▶ [Problem to work on]:
Go through the records and give each one again exactly.

── Listed records

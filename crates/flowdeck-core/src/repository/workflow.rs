//! Workflow index repository trait.

use flowdeck_types::error::RepositoryError;
use flowdeck_types::workflow::WorkflowRecord;
use uuid::Uuid;

/// Queryable index over locally stored workflows.
///
/// `put` is an upsert keyed on UUID. Workflow names are unique across the
/// index; a `put` that would collide with a different row fails with
/// [`RepositoryError::Conflict`].
pub trait WorkflowIndex: Send + Sync {
    /// Insert or replace the row for `record.uuid`.
    fn put(
        &self,
        record: &WorkflowRecord,
    ) -> impl std::future::Future<Output = Result<(), RepositoryError>> + Send;

    /// Fetch a row by UUID.
    fn get(
        &self,
        uuid: &Uuid,
    ) -> impl std::future::Future<Output = Result<Option<WorkflowRecord>, RepositoryError>> + Send;

    /// Remove a row. Returns `false` when no row existed.
    fn delete(
        &self,
        uuid: &Uuid,
    ) -> impl std::future::Future<Output = Result<bool, RepositoryError>> + Send;

    /// Whether a row exists for `uuid`.
    fn exists(
        &self,
        uuid: &Uuid,
    ) -> impl std::future::Future<Output = Result<bool, RepositoryError>> + Send;

    /// Look a row up by its exact name.
    fn find_by_name(
        &self,
        name: &str,
    ) -> impl std::future::Future<Output = Result<Option<WorkflowRecord>, RepositoryError>> + Send;

    /// Look a row up by name, ignoring the row owned by `uuid`.
    ///
    /// Used on update to detect a rename onto a name another workflow
    /// already holds.
    fn find_by_name_excluding(
        &self,
        name: &str,
        uuid: &Uuid,
    ) -> impl std::future::Future<Output = Result<Option<WorkflowRecord>, RepositoryError>> + Send;

    /// All rows, ordered by name.
    fn list_all(
        &self,
    ) -> impl std::future::Future<Output = Result<Vec<WorkflowRecord>, RepositoryError>> + Send;
}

────

▶ [Task output]:
filename crates/flowdeck-core/src/repository/workflow.rs
//! Workflow index repository trait.

use flowdeck_types::error::RepositoryError;
use flowdeck_types::workflow::WorkflowRecord;
use uuid::Uuid;

/// Queryable index over locally stored workflows.
///
/// `put` is an upsert keyed on UUID. Workflow names are unique across the
/// index; a `put` that would collide with a different row fails with
/// [`RepositoryError::Conflict`].
pub trait WorkflowIndex: Send + Sync {
    /// Insert or replace the row for `record.uuid`.
    fn put(
        &self,
        record: &WorkflowRecord,
    ) -> impl std::future::Future<Output = Result<(), RepositoryError>> + Send;

    /// Fetch a row by UUID.
    fn get(
        &self,
        uuid: &Uuid,
    ) -> impl std::future::Future<Output = Result<Option<WorkflowRecord>, RepositoryError>> + Send;

    /// Remove a row. Returns `false` when no row existed.
    fn delete(
        &self,
        uuid: &Uuid,
    ) -> impl std::future::Future<Output = Result<bool, RepositoryError>> + Send;

    /// Whether a row exists for `uuid`.
    fn exists(
        &self,
        uuid: &Uuid,
    ) -> impl std::future::Future<Output = Result<bool, RepositoryError>> + Send;

    /// Look a row up by its exact name.
    fn find_by_name(
        &self,
        name: &str,
    ) -> impl std::future::Future<Output = Result<Option<WorkflowRecord>, RepositoryError>> + Send;

    /// Look a row up by name, ignoring the row owned by `uuid`.
    ///
    /// Used on update to detect a rename onto a name another workflow
    /// already holds.
    fn find_by_name_excluding(
        &self,
        name: &str,
        uuid: &Uuid,
    ) -> impl std::future::Future<Output = Result<Option<WorkflowRecord>, RepositoryError>> + Send;

    /// All rows, ordered by name.
    fn list_all(
        &self,
    ) -> impl std::future::Future<Output = Result<Vec<WorkflowRecord>, RepositoryError>> + Send;
}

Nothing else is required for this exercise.